//! Task priority table.
//!
//! Grounded on `original_source/main/inc/TaskPriorities.h`. FreeRTOS
//! priority numbers increase with importance; the badge-core scheduler
//! doesn't run a real scheduler itself (the firmware crate's OS does), so
//! these constants exist purely as a documented, order-checked reference
//! for whoever wires tasks to a real `esp-idf-hal`/FreeRTOS priority.

pub const BLE_CONTROL_TASK_PRIORITY: u8 = 21;
pub const LED_CONTROL_TASK_PRIORITY: u8 = 15;
pub const TOUCH_SENSOR_TASK_PRIORITY: u8 = 14;
pub const SYSTEM_STATE_TASK_PRIORITY: u8 = 13;
pub const SYNTH_MODE_TASK_PRIORITY: u8 = 12;
pub const HTTP_GAME_CLIENT_TASK_PRIORITY: u8 = 11;
pub const WIFI_CONTROL_TASK_PRIORITY: u8 = 10;
pub const GAME_STATE_TASK_PRIORITY: u8 = 9;
pub const CAPTIVE_DNS_TASK_PRIORITY: u8 = 8;
pub const NOTIFICATIONS_TASK_PRIORITY: u8 = 7;
pub const BLE_DISABLE_TASK_PRIORITY: u8 = 6;
pub const CONSOLE_TASK_PRIORITY: u8 = 5;
pub const USER_SETTINGS_TASK_PRIORITY: u8 = 4;
pub const BADGE_STAT_TASK_PRIORITY: u8 = 3;
pub const OTA_UPDATE_TASK_PRIORITY: u8 = 2;
pub const BATTERY_SENSE_TASK_PRIORITY: u8 = 1;

#[cfg(test)]
mod tests {
    use super::*;

    #[test]
    fn critical_realtime_tasks_outrank_background_services() {
        assert!(BLE_CONTROL_TASK_PRIORITY > LED_CONTROL_TASK_PRIORITY);
        assert!(LED_CONTROL_TASK_PRIORITY > TOUCH_SENSOR_TASK_PRIORITY);
        assert!(TOUCH_SENSOR_TASK_PRIORITY > SYSTEM_STATE_TASK_PRIORITY);
        assert!(BATTERY_SENSE_TASK_PRIORITY < OTA_UPDATE_TASK_PRIORITY);
        assert!(OTA_UPDATE_TASK_PRIORITY < BADGE_STAT_TASK_PRIORITY);
    }

    #[test]
    fn every_priority_is_unique() {
        let mut values = [
            BLE_CONTROL_TASK_PRIORITY,
            LED_CONTROL_TASK_PRIORITY,
            TOUCH_SENSOR_TASK_PRIORITY,
            SYSTEM_STATE_TASK_PRIORITY,
            SYNTH_MODE_TASK_PRIORITY,
            HTTP_GAME_CLIENT_TASK_PRIORITY,
            WIFI_CONTROL_TASK_PRIORITY,
            GAME_STATE_TASK_PRIORITY,
            CAPTIVE_DNS_TASK_PRIORITY,
            NOTIFICATIONS_TASK_PRIORITY,
            BLE_DISABLE_TASK_PRIORITY,
            CONSOLE_TASK_PRIORITY,
            USER_SETTINGS_TASK_PRIORITY,
            BADGE_STAT_TASK_PRIORITY,
            OTA_UPDATE_TASK_PRIORITY,
            BATTERY_SENSE_TASK_PRIORITY,
        ];
        values.sort_unstable();
        for pair in values.windows(2) {
            assert_ne!(pair[0], pair[1], "priority table must not assign the same priority twice");
        }
    }
}
//! Blocking HTTPS transport, wired to [`badge_core::hal::HttpTransport`].
//!
//! Grounded on the teacher's `request.rs` (`EspHttpConnection` with the
//! global CA bundle attached, chunked-buffer UTF-8-safe body reassembly).
//! `badge-core`'s [`crate::http::RequestQueue`] only ever needs GET/POST
//! with a body and a status+bytes response, so the streaming/SSE half of
//! the teacher's requester (`stream()`) has no counterpart here.

use std::time::Duration;

use badge_core::hal::{HttpMethod, HttpResponse, HttpTransport};
use embedded_svc::http::{client::Client, Method};
use embedded_svc::io::Read;
use esp_idf_hal::io::Write;
use esp_idf_svc::http::client::{Configuration, EspHttpConnection};

pub struct EspHttpTransport {
    client: Client<EspHttpConnection>,
}

impl EspHttpTransport {
    pub fn new() -> anyhow::Result<Self> {
        let mut config = Configuration::default();
        config.use_global_ca_store = true;
        config.crt_bundle_attach = Some(esp_idf_svc::sys::esp_crt_bundle_attach);
        let connection = EspHttpConnection::new(&config)?;
        Ok(Self {
            client: Client::wrap(connection),
        })
    }
}

impl HttpTransport for EspHttpTransport {
    fn request(
        &mut self,
        method: HttpMethod,
        url: &str,
        body: Option<&[u8]>,
        timeout: Duration,
    ) -> anyhow::Result<HttpResponse> {
        let _ = timeout; // bounded by the ESP-IDF connection's own socket timeout config
        let esp_method = match method {
            HttpMethod::Get => Method::Get,
            HttpMethod::Post => Method::Post,
        };

        let content_length_header;
        let headers: &[(&str, &str)] = match body {
            Some(b) => {
                content_length_header = b.len().to_string();
                &[
                    ("content-type", "application/json"),
                    ("content-length", &content_length_header),
                ]
            }
            None => &[],
        };

        let mut request = self.client.request(esp_method, url, headers)?;
        if let Some(b) = body {
            request.write_all(b)?;
            request.flush()?;
        }

        let mut response = request.submit()?;
        let status = response.status();

        let mut buf = [0u8; 512];
        let mut body_out = Vec::new();
        loop {
            let read = response.read(&mut buf)?;
            if read == 0 {
                break;
            }
            body_out.extend_from_slice(&buf[..read]);
        }

        Ok(HttpResponse {
            status,
            body: body_out,
        })
    }
}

= = = =

YOUR OBJECTIVE
The full set of entries above needs to be restated word for word.

SOLUTION TO THIS EXERCISE
//! Task priority table.
//!
//! Grounded on `original_source/main/inc/TaskPriorities.h`. FreeRTOS
//! priority numbers increase with importance; the badge-core scheduler
//! doesn't run a real scheduler itself (the firmware crate's OS does), so
//! these constants exist purely as a documented, order-checked reference
//! for whoever wires tasks to a real `esp-idf-hal`/FreeRTOS priority.

pub const BLE_CONTROL_TASK_PRIORITY: u8 = 21;
pub const LED_CONTROL_TASK_PRIORITY: u8 = 15;
pub const TOUCH_SENSOR_TASK_PRIORITY: u8 = 14;
pub const SYSTEM_STATE_TASK_PRIORITY: u8 = 13;
pub const SYNTH_MODE_TASK_PRIORITY: u8 = 12;
pub const HTTP_GAME_CLIENT_TASK_PRIORITY: u8 = 11;
pub const WIFI_CONTROL_TASK_PRIORITY: u8 = 10;
pub const GAME_STATE_TASK_PRIORITY: u8 = 9;
pub const CAPTIVE_DNS_TASK_PRIORITY: u8 = 8;
pub const NOTIFICATIONS_TASK_PRIORITY: u8 = 7;
pub const BLE_DISABLE_TASK_PRIORITY: u8 = 6;
pub const CONSOLE_TASK_PRIORITY: u8 = 5;
pub const USER_SETTINGS_TASK_PRIORITY: u8 = 4;
pub const BADGE_STAT_TASK_PRIORITY: u8 = 3;
pub const OTA_UPDATE_TASK_PRIORITY: u8 = 2;
pub const BATTERY_SENSE_TASK_PRIORITY: u8 = 1;

#[cfg(test)]
mod tests {
    use super::*;

    #[test]
    fn critical_realtime_tasks_outrank_background_services() {
        assert!(BLE_CONTROL_TASK_PRIORITY > LED_CONTROL_TASK_PRIORITY);
        assert!(LED_CONTROL_TASK_PRIORITY > TOUCH_SENSOR_TASK_PRIORITY);
        assert!(TOUCH_SENSOR_TASK_PRIORITY > SYSTEM_STATE_TASK_PRIORITY);
        assert!(BATTERY_SENSE_TASK_PRIORITY < OTA_UPDATE_TASK_PRIORITY);
        assert!(OTA_UPDATE_TASK_PRIORITY < BADGE_STAT_TASK_PRIORITY);
    }

    #[test]
    fn every_priority_is_unique() {
        let mut values = [
            BLE_CONTROL_TASK_PRIORITY,
            LED_CONTROL_TASK_PRIORITY,
            TOUCH_SENSOR_TASK_PRIORITY,
            SYSTEM_STATE_TASK_PRIORITY,
            SYNTH_MODE_TASK_PRIORITY,
            HTTP_GAME_CLIENT_TASK_PRIORITY,
            WIFI_CONTROL_TASK_PRIORITY,
            GAME_STATE_TASK_PRIORITY,
            CAPTIVE_DNS_TASK_PRIORITY,
            NOTIFICATIONS_TASK_PRIORITY,
            BLE_DISABLE_TASK_PRIORITY,
            CONSOLE_TASK_PRIORITY,
            USER_SETTINGS_TASK_PRIORITY,
            BADGE_STAT_TASK_PRIORITY,
            OTA_UPDATE_TASK_PRIORITY,
            BATTERY_SENSE_TASK_PRIORITY,
        ];
        values.sort_unstable();
        for pair in values.windows(2) {
            assert_ne!(pair[0], pair[1], "priority table must not assign the same priority twice");
        }
    }
}
//! Blocking HTTPS transport, wired to [`badge_core::hal::HttpTransport`].
//!
//! Grounded on the teacher's `request.rs` (`EspHttpConnection` with the
//! global CA bundle attached, chunked-buffer UTF-8-safe body reassembly).
//! `badge-core`'s [`crate::http::RequestQueue`] only ever needs GET/POST
//! with a body and a status+bytes response, so the streaming/SSE half of
//! the teacher's requester (`stream()`) has no counterpart here.

use std::time::Duration;

use badge_core::hal::{HttpMethod, HttpResponse, HttpTransport};
use embedded_svc::http::{client::Client, Method};
use embedded_svc::io::Read;
use esp_idf_hal::io::Write;
use esp_idf_svc::http::client::{Configuration, EspHttpConnection};

pub struct EspHttpTransport {
    client: Client<EspHttpConnection>,
}

impl EspHttpTransport {
    pub fn new() -> anyhow::Result<Self> {
        let mut config = Configuration::default();
        config.use_global_ca_store = true;
        config.crt_bundle_attach = Some(esp_idf_svc::sys::esp_crt_bundle_attach);
        let connection = EspHttpConnection::new(&config)?;
        Ok(Self {
            client: Client::wrap(connection),
        })
    }
}

impl HttpTransport for EspHttpTransport {
    fn request(
        &mut self,
        method: HttpMethod,
        url: &str,
        body: Option<&[u8]>,
        timeout: Duration,
    ) -> anyhow::Result<HttpResponse> {
        let _ = timeout; // bounded by the ESP-IDF connection's own socket timeout config
        let esp_method = match method {
            HttpMethod::Get => Method::Get,
            HttpMethod::Post => Method::Post,
        };

        let content_length_header;
        let headers: &[(&str, &str)] = match body {
            Some(b) => {
                content_length_header = b.len().to_string();
                &[
                    ("content-type", "application/json"),
                    ("content-length", &content_length_header),
                ]
            }
            None => &[],
        };

        let mut request = self.client.request(esp_method, url, headers)?;
        if let Some(b) = body {
            request.write_all(b)?;
            request.flush()?;
        }

        let mut response = request.submit()?;
        let status = response.status();

        let mut buf = [0u8; 512];
        let mut body_out = Vec::new();
        loop {
            let read = response.read(&mut buf)?;
            if read == 0 {
                break;
            }
            body_out.extend_from_slice(&buf[..read]);
        }

        Ok(HttpResponse {
            status,
            body: body_out,
        })
    }
}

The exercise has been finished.